Nociceptin/orphanin FQ knockout mice display up-regulation of the opioid receptor-like 1 receptor and alterations in opioid receptor expression in the brain

The opioid receptor-like 1 receptor is a novel member of the opioid receptor family and its endogenous peptide ligand has been termed nociceptin and orphanin FQ. Activation of the opioid receptor-like 1 receptor by nociceptin/orphanin FQ in vivo produces hyperalgesia when this peptide is given supraspinally but analgesia at the spinal level.
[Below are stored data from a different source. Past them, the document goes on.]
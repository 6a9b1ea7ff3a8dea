use criterion::{BatchSize, Criterion, criterion_group, criterion_main};
use life_core::{LifeConfig, LifeWorld, Rgba, Seed};
use rand::{Rng, SeedableRng, rngs::SmallRng};
use std::time::Duration;

fn random_seed(width: usize, height: usize, density: f64, rng: &mut SmallRng) -> Seed {
    let mut seed = Seed::blank(width, height, "bench");
    for y in 0..height {
        for x in 0..width {
            if rng.random_bool(density) {
                seed.stamp(x as i64, y as i64, Rgba::random(rng));
            }
        }
    }
    seed
}

fn bench_step(c: &mut Criterion) {
    let mut group = c.benchmark_group("grid_step");
    let samples: usize = std::env::var("LIFE_BENCH_SAMPLES")
        .ok()
        .and_then(|s| s.parse().ok())
        .filter(|v| *v > 0)
        .unwrap_or(30);
    let measure: u64 = std::env::var("LIFE_BENCH_MEASURE_SECS")
        .ok()
        .and_then(|s| s.parse().ok())
        .unwrap_or(8);
    group.sample_size(samples);
    group.measurement_time(Duration::from_secs(measure));

    let steps: u32 = std::env::var("LIFE_BENCH_STEPS")
        .ok()
        .and_then(|s| s.parse().ok())
        .filter(|v| *v > 0)
        .unwrap_or(32);
    let sizes: Vec<(usize, usize)> = vec![(256, 256), (1024, 1024)];

    for &(width, height) in &sizes {
        for workers in [1usize, 8] {
            group.bench_function(
                format!("{width}x{height}_workers{workers}_steps{steps}"),
                |b| {
                    b.iter_batched(
                        || {
                            let config = LifeConfig {
                                grid_width: width,
                                grid_height: height,
                                worker_count: workers,
                                rng_seed: Some(0xBEEF),
                                ..LifeConfig::default()
                            };
                            let mut world = LifeWorld::new(config);
                            let mut rng = SmallRng::seed_from_u64(0xBEEF);
                            let seed = random_seed(width, height, 0.2, &mut rng);
                            world.apply_seed(seed).expect("bench seed");
                            world
                        },
                        |mut world| {
                            for _ in 0..steps {
                                world.step();
                            }
                            world
                        },
                        BatchSize::LargeInput,
                    );
                },
            );
        }
    }

    group.finish();
}

criterion_group!(benches, bench_step);
criterion_main!(benches);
Nociceptin/orphanin FQ also reverses stress-induced analgesia, suggesting that the peptide has anti-opioid properties. Nociceptin/orphanin FQ knockout mice show alterations in pain sensitivity and stress responses and display increased morphine dependence, suggesting an interaction of the nociceptin/orphanin FQ system with classical opioid receptor function. To determine if the behavioural phenotype of nociceptin/orphanin FQ knockout mice reflects changes in either opioid receptor-like 1 or classical opioid receptor expression, we have carried out quantitative autoradiography of the opioid receptor-like 1, μ-, δ- and κ-opioid receptors in the brains of these animals. Receptor density was measured on coronal sections from wild-type, heterozygous and homozygous mice using [³H]nociceptin, [³H][D-Ala²-N-methyl-Phe⁴-Gly⁵ ol] enkephalin, [³H]deltorphin-I, or [³H](-)-N-methyl-N-[7-(1-pyrrodinyl)-1-oxospiro[4,5]dec-8-yl]-4- benzofuranacetamide to label opioid receptor-like 1, μ-, δ- and κ-receptors, respectively. A region-specific up-regulation of the opioid receptor-like 1 receptor (up to 135%) was seen in brains from homozygous mice. μ-Receptors also showed significant differences between genotypes whilst changes in δ- and κ- receptors were minor. In conclusion the region-specific up-regulation of the opioid receptor-like 1 receptor indicates a tonic role for nociceptin/orphanin FQ in some brain structures and may suggest the peptide regulates the receptor expression in these regions. The changes in the opioid receptor-like 1 receptor may relate to the anxiogenic phenotype of these animals but the observed change in μ-receptors does not correlate with altered morphine responses.